(Records drawn from a dataset)
····················
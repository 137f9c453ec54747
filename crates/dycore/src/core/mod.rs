//! Configuration, errors, logging and shared helpers

pub mod config;
pub mod error;
pub mod logging;
pub mod utils;

// Re-exports for convenience
pub use error::{AppError, AppResult};
pub use logging::{init_logger, log_startup_configuration};
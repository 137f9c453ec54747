//! Logging initialization and startup diagnostics
//!
//! This module provides:
//! - Logger initialization (stderr + file)
//! - A startup summary of the effective configuration

use anyhow::Result;
use simplelog::*;
use std::fs::File;

use crate::core::config;

/// Initialize logger for both terminal and file output
///
/// Terminal output goes to stderr so stdout stays reserved for results.
///
/// # Arguments
/// * `log_file_path` - Path to the log file
/// * `level` - Maximum level written to both sinks
///
/// # Returns
/// * `Ok(())` - Logger initialized successfully
/// * `Err(anyhow::Error)` - Failed to create the file or a logger was already set
pub fn init_logger(log_file_path: &str, level: LevelFilter) -> Result<()> {
    let log_file = File::create(log_file_path).map_err(|e| anyhow::anyhow!("Failed to create log file: {}", e))?;

    CombinedLogger::init(vec![
        TermLogger::new(level, Config::default(), TerminalMode::Stderr, ColorChoice::Auto),
        WriteLogger::new(level, Config::default(), log_file),
    ])
    .map_err(|e| anyhow::anyhow!("Failed to initialize logger: {}", e))?;

    Ok(())
}

/// Logs the effective configuration once at startup
pub fn log_startup_configuration() {
    log::debug!("Log file: {}", config::LOG_FILE_PATH.as_str());
    log::debug!("Log level: {}", *config::LOG_LEVEL);

    match config::proxy::DOUYIN_PROXY.as_deref().and_then(config::proxy::normalize) {
        Some(proxy_url) => log::info!("DOUYIN_PROXY: {}", proxy_url),
        None => log::debug!("DOUYIN_PROXY: not set, using a direct connection"),
    }
}
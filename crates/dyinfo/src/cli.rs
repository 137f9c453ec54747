use clap::{Parser, Subcommand};

#[derive(Parser)]
#[command(name = "dyinfo")]
#[command(author, version, about = "Print metadata for Douyin share links", long_about = None)]
pub struct Cli {
    #[command(subcommand)]
    pub command: Commands,
}

#[derive(Subcommand)]
pub enum Commands {
    /// Fetch the share page and print the full metadata record as JSON
    Info {
        /// Print single-line JSON instead of pretty-printed
        #[arg(long)]
        compact: bool,

        /// Share text containing a v.douyin.com link (read from stdin when omitted)
        text: Vec<String>,
    },

    /// Print the play-address token of a video post
    Id {
        /// Share text containing a v.douyin.com link (read from stdin when omitted)
        text: Vec<String>,
    },

    /// Print the direct play URL of a video post
    Url {
        /// Share text containing a v.douyin.com link (read from stdin when omitted)
        text: Vec<String>,
    },

    /// Print the short link found in the text, without any network access
    Link {
        /// Share text containing a v.douyin.com link (read from stdin when omitted)
        text: Vec<String>,
    },
}

impl Cli {
    pub fn parse_args() -> Self {
        Self::parse()
    }
}
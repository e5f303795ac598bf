use crate::core::CycleResult;
use crate::list::LinkedList;

/// Detector for finding cycles in singly linked lists
///
/// Implements Floyd's tortoise-and-hare algorithm over the list's arena.
/// Node identity is index equality, which makes the phase-1 meeting test
/// a plain `==` with no pointer comparison involved.
pub struct CycleDetector;

impl Default for CycleDetector {
    fn default() -> Self {
        Self::new()
    }
}

impl CycleDetector {
    /// Create a new cycle detector
    pub fn new() -> Self {
        Self
    }

    /// Detect whether `list` contains a cycle
    ///
    /// Never fails: every well-formed list produces a result, and absence
    /// of a cycle is a normal outcome rather than an error.
    pub fn detect(&self, list: &LinkedList) -> CycleResult {
        // Lists too short to hold a cycle are settled before the hare ever
        // needs a second link to exist.
        let Some(head) = list.head() else {
            return CycleResult::acyclic();
        };
        if list.next(head).is_none() {
            return CycleResult::acyclic();
        }

        let Some(meeting) = self.find_meeting_point(list, head) else {
            return CycleResult::acyclic();
        };

        let (entry, position) = self.find_cycle_entry(list, head, meeting);
        CycleResult::cycle_at(list.value(entry), position)
    }

    /// Phase 1: advance slow by one and fast by two until they meet inside
    /// the cycle, or fast runs off the end of an acyclic list.
    fn find_meeting_point(&self, list: &LinkedList, head: usize) -> Option<usize> {
        let mut slow = head;
        let mut fast = head;

        // Once both cursors are inside the cycle, fast gains one link per
        // step, so a meeting happens within one lap of the cycle.
        while let Some(step) = list.next(fast)
            && let Some(two_steps) = list.next(step)
        {
            slow = list.next(slow).unwrap_or(slow);
            fast = two_steps;
            if slow == fast {
                return Some(slow);
            }
        }

        None
    }

    /// Phase 2: the distance from the head to the entry equals the
    /// distance from the meeting point to the entry (mod cycle length), so
    /// two unit-speed cursors converge exactly at the entry node.
    fn find_cycle_entry(&self, list: &LinkedList, head: usize, meeting: usize) -> (usize, usize) {
        let mut start = head;
        let mut slow = meeting;
        let mut position = 0;

        while start != slow {
            // Both cursors sit on nodes with a successor: start walks the
            // straight run into the cycle, slow stays inside it.
            start = list.next(start).unwrap_or(start);
            slow = list.next(slow).unwrap_or(slow);
            position += 1;
        }

        (start, position)
    }
}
····················
## Task item
Line by line, reproduce the data exactly.

## Your solution
repository 137f9c453ec54747
filename crates/dycore/src/core/mod.rs
//! Configuration, errors, logging and shared helpers

pub mod config;
pub mod error;
pub mod logging;
pub mod utils;

// Re-exports for convenience
pub use error::{AppError, AppResult};
pub use logging::{init_logger, log_startup_configuration};
repository 137f9c453ec54747
//! Logging initialization and startup diagnostics
//!
//! This module provides:
//! - Logger initialization (stderr + file)
//! - A startup summary of the effective configuration

use anyhow::Result;
use simplelog::*;
use std::fs::File;

use crate::core::config;

/// Initialize logger for both terminal and file output
///
/// Terminal output goes to stderr so stdout stays reserved for results.
///
/// # Arguments
/// * `log_file_path` - Path to the log file
/// * `level` - Maximum level written to both sinks
///
/// # Returns
/// * `Ok(())` - Logger initialized successfully
/// * `Err(anyhow::Error)` - Failed to create the file or a logger was already set
pub fn init_logger(log_file_path: &str, level: LevelFilter) -> Result<()> {
    let log_file = File::create(log_file_path).map_err(|e| anyhow::anyhow!("Failed to create log file: {}", e))?;

    CombinedLogger::init(vec![
        TermLogger::new(level, Config::default(), TerminalMode::Stderr, ColorChoice::Auto),
        WriteLogger::new(level, Config::default(), log_file),
    ])
    .map_err(|e| anyhow::anyhow!("Failed to initialize logger: {}", e))?;

    Ok(())
}

/// Logs the effective configuration once at startup
pub fn log_startup_configuration() {
    log::debug!("Log file: {}", config::LOG_FILE_PATH.as_str());
    log::debug!("Log level: {}", *config::LOG_LEVEL);

    match config::proxy::DOUYIN_PROXY.as_deref().and_then(config::proxy::normalize) {
        Some(proxy_url) => log::info!("DOUYIN_PROXY: {}", proxy_url),
        None => log::debug!("DOUYIN_PROXY: not set, using a direct connection"),
    }
}
filename crates/dyinfo/src/cli.rs
repository 137f9c453ec54747
use clap::{Parser, Subcommand};

#[derive(Parser)]
#[command(name = "dyinfo")]
#[command(author, version, about = "Print metadata for Douyin share links", long_about = None)]
pub struct Cli {
    #[command(subcommand)]
    pub command: Commands,
}

#[derive(Subcommand)]
pub enum Commands {
    /// Fetch the share page and print the full metadata record as JSON
    Info {
        /// Print single-line JSON instead of pretty-printed
        #[arg(long)]
        compact: bool,

        /// Share text containing a v.douyin.com link (read from stdin when omitted)
        text: Vec<String>,
    },

    /// Print the play-address token of a video post
    Id {
        /// Share text containing a v.douyin.com link (read from stdin when omitted)
        text: Vec<String>,
    },

    /// Print the direct play URL of a video post
    Url {
        /// Share text containing a v.douyin.com link (read from stdin when omitted)
        text: Vec<String>,
    },

    /// Print the short link found in the text, without any network access
    Link {
        /// Share text containing a v.douyin.com link (read from stdin when omitted)
        text: Vec<String>,
    },
}

impl Cli {
    pub fn parse_args() -> Self {
        Self::parse()
    }
}
repository e5f303795ac598bf
use crate::core::CycleResult;
use crate::list::LinkedList;

/// Detector for finding cycles in singly linked lists
///
/// Implements Floyd's tortoise-and-hare algorithm over the list's arena.
/// Node identity is index equality, which makes the phase-1 meeting test
/// a plain `==` with no pointer comparison involved.
pub struct CycleDetector;

impl Default for CycleDetector {
    fn default() -> Self {
        Self::new()
    }
}

impl CycleDetector {
    /// Create a new cycle detector
    pub fn new() -> Self {
        Self
    }

    /// Detect whether `list` contains a cycle
    ///
    /// Never fails: every well-formed list produces a result, and absence
    /// of a cycle is a normal outcome rather than an error.
    pub fn detect(&self, list: &LinkedList) -> CycleResult {
        // Lists too short to hold a cycle are settled before the hare ever
        // needs a second link to exist.
        let Some(head) = list.head() else {
            return CycleResult::acyclic();
        };
        if list.next(head).is_none() {
            return CycleResult::acyclic();
        }

        let Some(meeting) = self.find_meeting_point(list, head) else {
            return CycleResult::acyclic();
        };

        let (entry, position) = self.find_cycle_entry(list, head, meeting);
        CycleResult::cycle_at(list.value(entry), position)
    }

    /// Phase 1: advance slow by one and fast by two until they meet inside
    /// the cycle, or fast runs off the end of an acyclic list.
    fn find_meeting_point(&self, list: &LinkedList, head: usize) -> Option<usize> {
        let mut slow = head;
        let mut fast = head;

        // Once both cursors are inside the cycle, fast gains one link per
        // step, so a meeting happens within one lap of the cycle.
        while let Some(step) = list.next(fast)
            && let Some(two_steps) = list.next(step)
        {
            slow = list.next(slow).unwrap_or(slow);
            fast = two_steps;
            if slow == fast {
                return Some(slow);
            }
        }

        None
    }

    /// Phase 2: the distance from the head to the entry equals the
    /// distance from the meeting point to the entry (mod cycle length), so
    /// two unit-speed cursors converge exactly at the entry node.
    fn find_cycle_entry(&self, list: &LinkedList, head: usize, meeting: usize) -> (usize, usize) {
        let mut start = head;
        let mut slow = meeting;
        let mut position = 0;

        while start != slow {
            // Both cursors sit on nodes with a successor: start walks the
            // straight run into the cycle, slow stays inside it.
            start = list.next(start).unwrap_or(start);
            slow = list.next(slow).unwrap_or(slow);
            position += 1;
        }

        (start, position)
    }
}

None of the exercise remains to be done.